Now these are the kind of stories we love to read about!
Canadian Revée Agyepong is the first adult in Canada to be cured of sickle cell anemia through stem cell translation, according to reports and Canadian health officials.
Revée, who is 26, received her donor stem cells from her sister last year.
Sickle cell anemia is the most well-known and severe of the sickle cell diseases (SCD).
Normally, the protein hemoglobin, which is located on red blood cells, carries oxygen steadily through the body. However, with sickle cell anemia, sickle hemoglobin (hemoglobin S) causes strands to form that distort and stiffen red blood cells. Without their usual flexible shape, these crescent-like “sickle cells” get caught along vessel walls, creating blockages and halting the flow of oxygen. Click here to learn more about sickle cell anemia.

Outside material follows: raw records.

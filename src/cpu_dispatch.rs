// Copyright 2025 the Tiledraw Authors
// SPDX-License-Identifier: Apache-2.0 OR MIT

//! Support for CPU implementations of compute shaders.

use std::cell::{RefCell, RefMut};
use std::ops::Deref;

#[derive(Clone, Copy)]
pub enum CpuBinding<'a> {
    Buffer(&'a [u8]),
    BufferRW(&'a RefCell<Vec<u8>>),
}

pub enum CpuBufGuard<'a> {
    Slice(&'a [u8]),
    Interior(RefMut<'a, Vec<u8>>),
}

impl Deref for CpuBufGuard<'_> {
    type Target = [u8];

    fn deref(&self) -> &Self::Target {
        match self {
            CpuBufGuard::Slice(s) => s,
            CpuBufGuard::Interior(r) => r,
        }
    }
}

impl CpuBufGuard<'_> {
    /// Get a mutable reference to the buffer.
    ///
    /// Panics if the underlying resource is read-only.
    pub fn as_mut(&mut self) -> &mut [u8] {
        match self {
            CpuBufGuard::Interior(r) => &mut *r,
            _ => panic!("tried to borrow immutable buffer as mutable"),
        }
    }
}

impl<'a> CpuBinding<'a> {
    pub fn as_buf(&self) -> CpuBufGuard<'a> {
        match self {
            CpuBinding::Buffer(b) => CpuBufGuard::Slice(b),
            CpuBinding::BufferRW(b) => CpuBufGuard::Interior(b.borrow_mut()),
        }
    }
}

People with sickle cell diseases generally live up to their 50s – which makes this breakthrough all the more fantastic and heartening!
In the past, stem cell transplants have been used to treat children, but doctors feared it could harm adult patients. Revée’s success is beacon for future procedures!

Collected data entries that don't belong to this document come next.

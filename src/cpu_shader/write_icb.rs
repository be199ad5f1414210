// Copyright 2025 the Tiledraw Authors
// SPDX-License-Identifier: Apache-2.0 OR MIT

use crate::cpu_dispatch::CpuBinding;
use crate::encoding::Counters;

fn main(counters_buf: &CpuBinding, indirect_buf: &CpuBinding) {
    let counters_guard = counters_buf.as_buf();
    let counters: &Counters =
        bytemuck::from_bytes(&counters_guard[..std::mem::size_of::<Counters>()]);
    let mut indirect_guard = indirect_buf.as_buf();
    let indirect: &mut [u32] = bytemuck::cast_slice_mut(indirect_guard.as_mut());

    // DrawIndirectArgs: vertex_count, instance_count, first_vertex,
    // first_instance. One quad instance per non-empty tile.
    indirect[0] = 4;
    indirect[1] = counters.num_tiles;
    indirect[2] = 0;
    indirect[3] = 0;
}

/// Publishes the non-empty tile count as the rasterizer's indirect draw
/// arguments.
pub fn write_icb(_n_wg: u32, resources: &[CpuBinding]) {
    main(&resources[0], &resources[1]);
}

“I was just excited to know we would get the HLA testing which is the compatibility testing,” says Revée. “We hoped for the best, crossed our fingers, and then, on her birthday – which is crazy, we got the best news ever; that she was a ten-out-of-ten match.”
Just last week, her blood confirmed she was sickle-cell disease free!
“Over the past few months, what we’ve seen is that Revée’s sister’s bone marrow has taken over the production of Revée’s red blood cells,” says Dr. Andrew Daly, who leads Alberta’s bone marrow transplant program at the Tom Baker Cancer Centre. “The amount of sickle-cell hemoglobin in her bloodstream has decreased almost to zero.”
“I can see the light at the end of the tunnel,” says Revée. “I’m not feeling as much pain. I’m not exhausted. So I’m excited for that.”